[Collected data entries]
******

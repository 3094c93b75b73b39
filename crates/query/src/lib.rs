//! CAIG Query Strategy Engine
//!
//! Turns a natural-language question about the contract corpus into an
//! executable, validated query plan and runs it with fallback:
//! - Entity detection and rule-based strategy selection
//! - SQL and SPARQL safety validation
//! - Plan execution against document and graph backends
//! - Step-by-step execution tracing

pub mod execution;
pub mod orchestrator;
pub mod plan;
pub mod planner;
pub mod strategy;
pub mod tracker;
pub mod validation;

pub use execution::{ExecutionResult, FailureKind, QueryExecutor};
pub use orchestrator::{RetrievalOrchestrator, RetrievalOutcome};
pub use plan::{QueryPlan, QueryType, RawQueryPlan, Strategy};
pub use planner::{HttpQueryPlanner, PlanRequest, QueryPlanner};
pub use strategy::{EntityDetector, NegationPolicy, QueryOptimizer, RuleBasedDetector};
pub use tracker::ExecutionTracker;
pub use validation::{QueryValidator, SparqlValidator, SqlValidator, ValidationOutcome};
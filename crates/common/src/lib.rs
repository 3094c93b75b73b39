//! CAIG Common Library
//!
//! Shared code for the CAIG query engine including:
//! - Entity catalogs and name matching
//! - Schema and ontology context
//! - Embedding client abstraction
//! - Error types and handling
//! - Configuration management
//! - Metrics and observability

pub mod catalog;
pub mod config;
pub mod embeddings;
pub mod errors;
pub mod metrics;
pub mod schema;

// Re-export commonly used types
pub use catalog::{CatalogHandle, EntityCatalog, EntityKind};
pub use config::AppConfig;
pub use embeddings::Embedder;
pub use errors::{AppError, Result};
pub use schema::{SchemaContext, SchemaContextBuilder};

/// Application version
pub const VERSION: &str = env!("CARGO_PKG_VERSION");
//! Configuration management for CAIG services
//!
//! Supports loading configuration from:
//! - Environment variables (prefixed with APP__)
//! - Configuration files (config.toml, config.yaml)
//! - Default values

use config::{Config, ConfigError, Environment, File};
use serde::{Deserialize, Serialize};
use std::time::Duration;

/// Namespace the `caig:` prefix must be bound to in graph queries
pub const DEFAULT_CAIG_NAMESPACE: &str = "http://cosmosdb.com/caig#";

/// Main application configuration
#[derive(Debug, Clone, Deserialize, Serialize)]
pub struct AppConfig {
    /// Plan admission and backend call settings
    #[serde(default)]
    pub execution: ExecutionConfig,

    /// Document store collection names
    #[serde(default)]
    pub collections: CollectionsConfig,

    /// Entity matching settings
    #[serde(default)]
    pub matching: MatchingConfig,

    /// LLM query planner
    #[serde(default)]
    pub planner: PlannerConfig,

    /// Document store backend
    #[serde(default)]
    pub documents: DocumentStoreConfig,

    /// Graph store backend
    #[serde(default)]
    pub graph: GraphStoreConfig,

    /// Embedding service used for vector fallback
    #[serde(default)]
    pub embedding: EmbeddingConfig,

    /// Entity catalog source
    #[serde(default)]
    pub catalog: CatalogConfig,

    /// Schema and ontology descriptors
    #[serde(default)]
    pub schema: SchemaConfig,

    /// Observability configuration
    #[serde(default)]
    pub observability: ObservabilityConfig,
}

#[derive(Debug, Clone, Deserialize, Serialize)]
pub struct ExecutionConfig {
    /// Minimum plan confidence; values below 0.5 are raised to 0.5
    #[serde(default = "default_min_confidence")]
    pub min_confidence: f64,

    /// Backend call timeout in milliseconds
    #[serde(default = "default_timeout_ms")]
    pub timeout_ms: u64,

    /// Result limit applied to generated graph and vector queries
    #[serde(default = "default_result_limit")]
    pub result_limit: usize,

    /// Cost reported for graph queries that carry no estimate
    #[serde(default)]
    pub default_graph_cost: f64,

    /// Expected IRI of the `caig:` prefix
    #[serde(default = "default_caig_namespace")]
    pub caig_namespace: String,
}

#[derive(Debug, Clone, Deserialize, Serialize)]
pub struct CollectionsConfig {
    /// Contract documents
    #[serde(default = "default_contracts_collection")]
    pub contracts: String,

    /// Per-entity documents with pre-aggregated figures
    #[serde(default = "default_entities_collection")]
    pub entities: String,

    /// Chunks carrying embeddings
    #[serde(default = "default_chunks_collection")]
    pub chunks: String,
}

#[derive(Debug, Clone, Deserialize, Serialize)]
pub struct MatchingConfig {
    /// How catalog-less negated phrases are bound: require_hint, resolve_unique, apply_to_all
    #[serde(default = "default_negation_policy")]
    pub negation_policy: String,

    /// Minimum fuzzy score for a party match to be accepted
    #[serde(default = "default_fuzzy_threshold")]
    pub fuzzy_threshold: f64,

    /// Longest entity name, in tokens, considered during detection
    #[serde(default = "default_max_ngram")]
    pub max_ngram: usize,
}

#[derive(Debug, Clone, Deserialize, Serialize)]
pub struct PlannerConfig {
    /// Planner endpoint; planning is rule-based only when unset
    pub endpoint: Option<String>,

    /// API key sent as a bearer token
    pub api_key: Option<String>,

    /// Request timeout in seconds
    #[serde(default = "default_planner_timeout")]
    pub timeout_secs: u64,
}

#[derive(Debug, Clone, Deserialize, Serialize)]
pub struct DocumentStoreConfig {
    /// Account endpoint, e.g. https://account.documents.azure.com
    pub endpoint: Option<String>,

    /// Database name
    #[serde(default = "default_database")]
    pub database: String,

    /// Pre-computed authorization token
    pub auth_token: Option<String>,
}

#[derive(Debug, Clone, Default, Deserialize, Serialize)]
pub struct GraphStoreConfig {
    /// SPARQL query endpoint
    pub endpoint: Option<String>,
}

#[derive(Debug, Clone, Deserialize, Serialize)]
pub struct EmbeddingConfig {
    /// API base URL (OpenAI compatible); vector fallback is disabled when unset
    pub api_base: Option<String>,

    /// API key for embedding service
    pub api_key: Option<String>,

    /// Model to use
    #[serde(default = "default_embedding_model")]
    pub model: String,

    /// Request timeout in seconds
    #[serde(default = "default_embedding_timeout")]
    pub timeout_secs: u64,
}

#[derive(Debug, Clone, Deserialize, Serialize)]
pub struct CatalogConfig {
    /// JSON file with entity names per catalog
    #[serde(default = "default_catalog_path")]
    pub path: String,
}

#[derive(Debug, Clone, Deserialize, Serialize)]
pub struct SchemaConfig {
    /// JSON schema descriptor
    #[serde(default = "default_schema_path")]
    pub schema_path: String,

    /// Turtle ontology descriptor
    #[serde(default = "default_ontology_path")]
    pub ontology_path: String,
}

#[derive(Debug, Clone, Deserialize, Serialize)]
pub struct ObservabilityConfig {
    /// Log level (debug, info, warn, error)
    #[serde(default = "default_log_level")]
    pub log_level: String,

    /// Enable JSON logging
    #[serde(default)]
    pub json_logging: bool,

    /// Service name for tracing
    #[serde(default = "default_service_name")]
    pub service_name: String,
}

// Default value functions
fn default_min_confidence() -> f64 { 0.5 }
fn default_timeout_ms() -> u64 { 10_000 }
fn default_result_limit() -> usize { 50 }
fn default_caig_namespace() -> String { DEFAULT_CAIG_NAMESPACE.to_string() }
fn default_contracts_collection() -> String { "contracts".to_string() }
fn default_entities_collection() -> String { "entities".to_string() }
fn default_chunks_collection() -> String { "contract_chunks".to_string() }
fn default_negation_policy() -> String { "resolve_unique".to_string() }
fn default_fuzzy_threshold() -> f64 { 0.85 }
fn default_max_ngram() -> usize { 5 }
fn default_planner_timeout() -> u64 { 30 }
fn default_database() -> String { "caig".to_string() }
fn default_embedding_model() -> String { "text-embedding-3-small".to_string() }
fn default_embedding_timeout() -> u64 { 30 }
fn default_catalog_path() -> String { "data/entities.json".to_string() }
fn default_schema_path() -> String { "data/schema.json".to_string() }
fn default_ontology_path() -> String { "data/ontology.ttl".to_string() }
fn default_log_level() -> String { "info".to_string() }
fn default_service_name() -> String { "caig-query".to_string() }

impl Default for ExecutionConfig {
    fn default() -> Self {
        Self {
            min_confidence: default_min_confidence(),
            timeout_ms: default_timeout_ms(),
            result_limit: default_result_limit(),
            default_graph_cost: 0.0,
            caig_namespace: default_caig_namespace(),
        }
    }
}

impl Default for CollectionsConfig {
    fn default() -> Self {
        Self {
            contracts: default_contracts_collection(),
            entities: default_entities_collection(),
            chunks: default_chunks_collection(),
        }
    }
}

impl Default for MatchingConfig {
    fn default() -> Self {
        Self {
            negation_policy: default_negation_policy(),
            fuzzy_threshold: default_fuzzy_threshold(),
            max_ngram: default_max_ngram(),
        }
    }
}

impl Default for PlannerConfig {
    fn default() -> Self {
        Self {
            endpoint: None,
            api_key: None,
            timeout_secs: default_planner_timeout(),
        }
    }
}

impl Default for DocumentStoreConfig {
    fn default() -> Self {
        Self {
            endpoint: None,
            database: default_database(),
            auth_token: None,
        }
    }
}

impl Default for EmbeddingConfig {
    fn default() -> Self {
        Self {
            api_base: None,
            api_key: None,
            model: default_embedding_model(),
            timeout_secs: default_embedding_timeout(),
        }
    }
}

impl Default for CatalogConfig {
    fn default() -> Self {
        Self { path: default_catalog_path() }
    }
}

impl Default for SchemaConfig {
    fn default() -> Self {
        Self {
            schema_path: default_schema_path(),
            ontology_path: default_ontology_path(),
        }
    }
}

impl Default for ObservabilityConfig {
    fn default() -> Self {
        Self {
            log_level: default_log_level(),
            json_logging: false,
            service_name: default_service_name(),
        }
    }
}

impl Default for AppConfig {
    fn default() -> Self {
        Self {
            execution: ExecutionConfig::default(),
            collections: CollectionsConfig::default(),
            matching: MatchingConfig::default(),
            planner: PlannerConfig::default(),
            documents: DocumentStoreConfig::default(),
            graph: GraphStoreConfig::default(),
            embedding: EmbeddingConfig::default(),
            catalog: CatalogConfig::default(),
            schema: SchemaConfig::default(),
            observability: ObservabilityConfig::default(),
        }
    }
}

impl AppConfig {
    /// Load configuration from environment and files
    pub fn load() -> Result<Self, ConfigError> {
        let env = std::env::var("APP_ENV").unwrap_or_else(|_| "development".to_string());

        let config = Config::builder()
            // Load base config file
            .add_source(File::with_name("config/default").required(false))

            // Load environment-specific config
            .add_source(File::with_name(&format!("config/{}", env)).required(false))

            // Load local overrides
            .add_source(File::with_name("config/local").required(false))

            // Load from environment variables with APP__ prefix
            // e.g., APP__EXECUTION__TIMEOUT_MS=2500
            .add_source(
                Environment::with_prefix("APP")
                    .separator("__")
                    .try_parsing(true)
            )

            .build()?;

        config.try_deserialize()
    }

    /// Load from a specific TOML file
    pub fn from_file(path: &str) -> Result<Self, ConfigError> {
        let config = Config::builder()
            .add_source(File::with_name(path))
            .add_source(
                Environment::with_prefix("APP")
                    .separator("__")
                    .try_parsing(true)
            )
            .build()?;

        config.try_deserialize()
    }

    /// Backend call timeout as Duration
    pub fn execution_timeout(&self) -> Duration {
        Duration::from_millis(self.execution.timeout_ms)
    }

    /// Effective admission threshold; never below 0.5
    pub fn min_confidence(&self) -> f64 {
        self.execution.min_confidence.max(0.5)
    }
}

#[cfg(test)]
mod tests {
    use super::*;

    #[test]
    fn test_default_config() {
        let config = AppConfig::default();
        assert_eq!(config.collections.contracts, "contracts");
        assert_eq!(config.execution.caig_namespace, DEFAULT_CAIG_NAMESPACE);
        assert_eq!(config.matching.negation_policy, "resolve_unique");
        assert!(config.planner.endpoint.is_none());
    }

    #[test]
    fn test_min_confidence_floor() {
        let mut config = AppConfig::default();
        config.execution.min_confidence = 0.2;
        assert_eq!(config.min_confidence(), 0.5);

        config.execution.min_confidence = 0.7;
        assert_eq!(config.min_confidence(), 0.7);
    }

    #[test]
    fn test_empty_sources_deserialize_to_defaults() {
        let config: AppConfig = Config::builder()
            .build()
            .unwrap()
            .try_deserialize()
            .unwrap();
        assert_eq!(config.execution.timeout_ms, 10_000);
        assert_eq!(config.documents.database, "caig");
        assert_eq!(config.execution_timeout(), Duration::from_millis(10_000));
    }
}
//! SQL injection guard for document-store queries

use super::{QueryValidator, ValidationOutcome};
use crate::plan::QueryType;
use once_cell::sync::Lazy;
use regex_lite::Regex;
use std::collections::BTreeSet;

/// Checked in order; the first hit names the rejection.
///
/// Matched against the raw text, string literals included: values belong in
/// `@` parameters, so a literal holding `;` or a keyword is rejected too.
static DANGEROUS_PATTERNS: Lazy<Vec<(&'static str, Regex)>> = Lazy::new(|| {
    [
        ("statement terminator followed by comment", r";\s*--"),
        ("stacked statements", r";\s*\S"),
        ("line comment", r"--"),
        ("DROP", r"(?i)\bdrop\b"),
        ("DELETE", r"(?i)\bdelete\b"),
        ("UPDATE", r"(?i)\bupdate\b"),
        ("INSERT", r"(?i)\binsert\b"),
        ("EXEC", r"(?i)\bexec(?:ute)?\b"),
        ("UNION SELECT", r"(?i)\bunion\s+(?:all\s+)?select\b"),
        ("block comment", r"/\*|\*/"),
    ]
    .into_iter()
    .map(|(name, pattern)| (name, Regex::new(pattern).expect("valid SQL guard pattern")))
    .collect()
});

static LEADING_SELECT: Lazy<Regex> =
    Lazy::new(|| Regex::new(r"(?i)^select\b").expect("valid select regex"));

static FROM_ALIAS: Lazy<Regex> = Lazy::new(|| {
    Regex::new(r"(?i)\bfrom\s+([A-Za-z_][A-Za-z0-9_]*)").expect("valid from regex")
});

/// Validates document-store SQL
#[derive(Debug, Clone)]
pub struct SqlValidator {
    aliases: BTreeSet<String>,
}

impl Default for SqlValidator {
    fn default() -> Self {
        Self::new(std::iter::empty::<String>())
    }
}

impl SqlValidator {
    /// Recognizes `c`, `root` and the given collection aliases
    pub fn new<I, S>(aliases: I) -> Self
    where
        I: IntoIterator<Item = S>,
        S: Into<String>,
    {
        let mut known: BTreeSet<String> = ["c", "root"].iter().map(|a| a.to_string()).collect();
        known.extend(aliases.into_iter().map(|a| a.into().to_ascii_lowercase()));
        Self { aliases: known }
    }

    pub fn validate(&self, text: &str) -> ValidationOutcome {
        let query = text.trim();
        if query.is_empty() {
            return ValidationOutcome::invalid("Query is empty");
        }

        if let Some((name, _)) = DANGEROUS_PATTERNS.iter().find(|(_, re)| re.is_match(query)) {
            return ValidationOutcome::invalid(format!("Dangerous SQL pattern detected: {}", name));
        }

        if !LEADING_SELECT.is_match(query) {
            return ValidationOutcome::invalid("Query must start with SELECT");
        }

        let alias = match FROM_ALIAS.captures(query) {
            Some(caps) => caps[1].to_string(),
            None => return ValidationOutcome::invalid("Query must contain a FROM clause"),
        };

        if query.matches('\'').count() % 2 != 0 {
            return ValidationOutcome::invalid("Unbalanced single quotes");
        }

        if let Err(message) = scan_literals(query) {
            return ValidationOutcome::invalid(message);
        }

        let mut warnings = Vec::new();
        if !self.aliases.contains(&alias.to_ascii_lowercase()) {
            warnings.push(format!("Unrecognized collection alias '{}'", alias));
        }

        ValidationOutcome::valid().with_warnings(warnings)
    }
}

impl QueryValidator for SqlValidator {
    fn validate(&self, text: &str) -> ValidationOutcome {
        SqlValidator::validate(self, text)
    }

    fn query_type(&self) -> QueryType {
        QueryType::Sql
    }
}

/// Walks the query once, tracking string literals.
///
/// Outside literals: parentheses must balance. Inside literals: quotes are
/// escaped by doubling, a closing quote may not run into an identifier, and
/// `\x` / `\u` escapes are refused.
fn scan_literals(query: &str) -> Result<(), String> {
    let mut depth: i64 = 0;
    let mut in_literal = false;
    let mut chars = query.chars().peekable();

    while let Some(ch) = chars.next() {
        if in_literal {
            match ch {
                '\'' if chars.peek() == Some(&'\'') => {
                    chars.next();
                }
                '\'' => {
                    in_literal = false;
                    if chars.peek().is_some_and(|next| next.is_alphanumeric() || *next == '_') {
                        return Err("Unescaped quote inside string literal".to_string());
                    }
                }
                '\\' => {
                    if let Some(next @ ('x' | 'X' | 'u' | 'U')) = chars.peek().copied() {
                        return Err(format!(
                            "Escape sequence \\{} not allowed in string literal",
                            next
                        ));
                    }
                }
                _ => {}
            }
        } else {
            match ch {
                '\'' => in_literal = true,
                '(' => depth += 1,
                ')' => {
                    depth -= 1;
                    if depth < 0 {
                        return Err("Unbalanced parentheses".to_string());
                    }
                }
                _ => {}
            }
        }
    }

    if in_literal {
        return Err("Unbalanced single quotes".to_string());
    }
    if depth != 0 {
        return Err("Unbalanced parentheses".to_string());
    }
    Ok(())
}

#[cfg(test)]
mod tests {
    use super::*;

    fn validate(text: &str) -> ValidationOutcome {
        SqlValidator::default().validate(text)
    }

    #[test]
    fn test_empty_query() {
        assert!(!validate("").is_valid);
        assert!(!validate("   \n\t").is_valid);
    }

    #[test]
    fn test_accepts_parameterized_select() {
        let outcome = validate(
            "SELECT * FROM c WHERE c.governing_law_state != @governing_law_state \
             AND ARRAY_CONTAINS(@contract_type, c.contract_type)",
        );
        assert!(outcome.is_valid, "{}", outcome.message);
        assert!(outcome.warnings.is_empty());
        assert_eq!(outcome.message, "OK");
    }

    #[test]
    fn test_dangerous_patterns_are_named() {
        let cases = [
            ("SELECT * FROM c WHERE c.id = 'x'; --", "statement terminator followed by comment"),
            ("SELECT * FROM c; SELECT * FROM root", "stacked statements"),
            ("SELECT * FROM c -- trailing", "line comment"),
            ("DROP TABLE contracts", "DROP"),
            ("SELECT * FROM c WHERE EXISTS (DELETE FROM c)", "DELETE"),
            ("UPDATE c SET x = 1", "UPDATE"),
            ("INSERT INTO c VALUES (1)", "INSERT"),
            ("EXEC sp_who", "EXEC"),
            ("SELECT * FROM c UNION SELECT * FROM secrets", "UNION SELECT"),
            ("SELECT * FROM c /* hidden */", "block comment"),
        ];

        for (query, name) in cases {
            let outcome = validate(query);
            assert!(!outcome.is_valid, "accepted: {}", query);
            assert_eq!(outcome.message, format!("Dangerous SQL pattern detected: {}", name));
        }
    }

    #[test]
    fn test_patterns_apply_inside_literals() {
        let cases = [
            ("SELECT * FROM c WHERE c.title = 'a;b'", "stacked statements"),
            ("SELECT * FROM c WHERE c.title = 'Drop Shipping Agreement'", "DROP"),
        ];
        for (query, name) in cases {
            assert_eq!(
                validate(query).message,
                format!("Dangerous SQL pattern detected: {}", name)
            );
        }
        assert!(validate("SELECT * FROM c WHERE c.title = @title").is_valid);
    }

    #[test]
    fn test_trailing_semicolon_is_allowed() {
        assert!(validate("SELECT * FROM c;").is_valid);
    }

    #[test]
    fn test_shape_requirements() {
        assert_eq!(validate("VALUE c FROM c").message, "Query must start with SELECT");
        assert_eq!(validate("SELECT 1").message, "Query must contain a FROM clause");
        assert_eq!(
            validate("SELECT * FROM c WHERE (c.a = 1").message,
            "Unbalanced parentheses"
        );
        assert_eq!(
            validate("SELECT * FROM c WHERE c.a = 1)").message,
            "Unbalanced parentheses"
        );
        assert_eq!(
            validate("SELECT * FROM c WHERE c.a = 'x").message,
            "Unbalanced single quotes"
        );
    }

    #[test]
    fn test_literal_scanning() {
        assert!(validate("SELECT * FROM c WHERE c.name = 'it''s (fine'").is_valid);
        assert_eq!(
            validate("SELECT * FROM c WHERE c.name = 'O'Brien''").message,
            "Unescaped quote inside string literal"
        );
        assert!(!validate(r"SELECT * FROM c WHERE c.name = '\x27'").is_valid);
        assert!(!validate(r"SELECT * FROM c WHERE c.name = '''").is_valid);
    }

    #[test]
    fn test_unknown_alias_only_warns() {
        let outcome = validate("SELECT * FROM invoices i");
        assert!(outcome.is_valid);
        assert_eq!(outcome.warnings, vec!["Unrecognized collection alias 'invoices'"]);

        let validator = SqlValidator::new(["invoices"]);
        assert!(validator.validate("SELECT * FROM invoices i").warnings.is_empty());
    }
}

******

Exercise description:
Output the first line of the entries above and every line after it, exactly as written, ending with the line that contains "pub use tracker::ExecutionTracker;".

Answer box:
repository 3094c93b75b73b39
filename crates/query/src/lib.rs
//! CAIG Query Strategy Engine
//!
//! Turns a natural-language question about the contract corpus into an
//! executable, validated query plan and runs it with fallback:
//! - Entity detection and rule-based strategy selection
//! - SQL and SPARQL safety validation
//! - Plan execution against document and graph backends
//! - Step-by-step execution tracing

pub mod execution;
pub mod orchestrator;
pub mod plan;
pub mod planner;
pub mod strategy;
pub mod tracker;
pub mod validation;

pub use execution::{ExecutionResult, FailureKind, QueryExecutor};
pub use orchestrator::{RetrievalOrchestrator, RetrievalOutcome};
pub use plan::{QueryPlan, QueryType, RawQueryPlan, Strategy};
pub use planner::{HttpQueryPlanner, PlanRequest, QueryPlanner};
pub use strategy::{EntityDetector, NegationPolicy, QueryOptimizer, RuleBasedDetector};
pub use tracker::ExecutionTracker;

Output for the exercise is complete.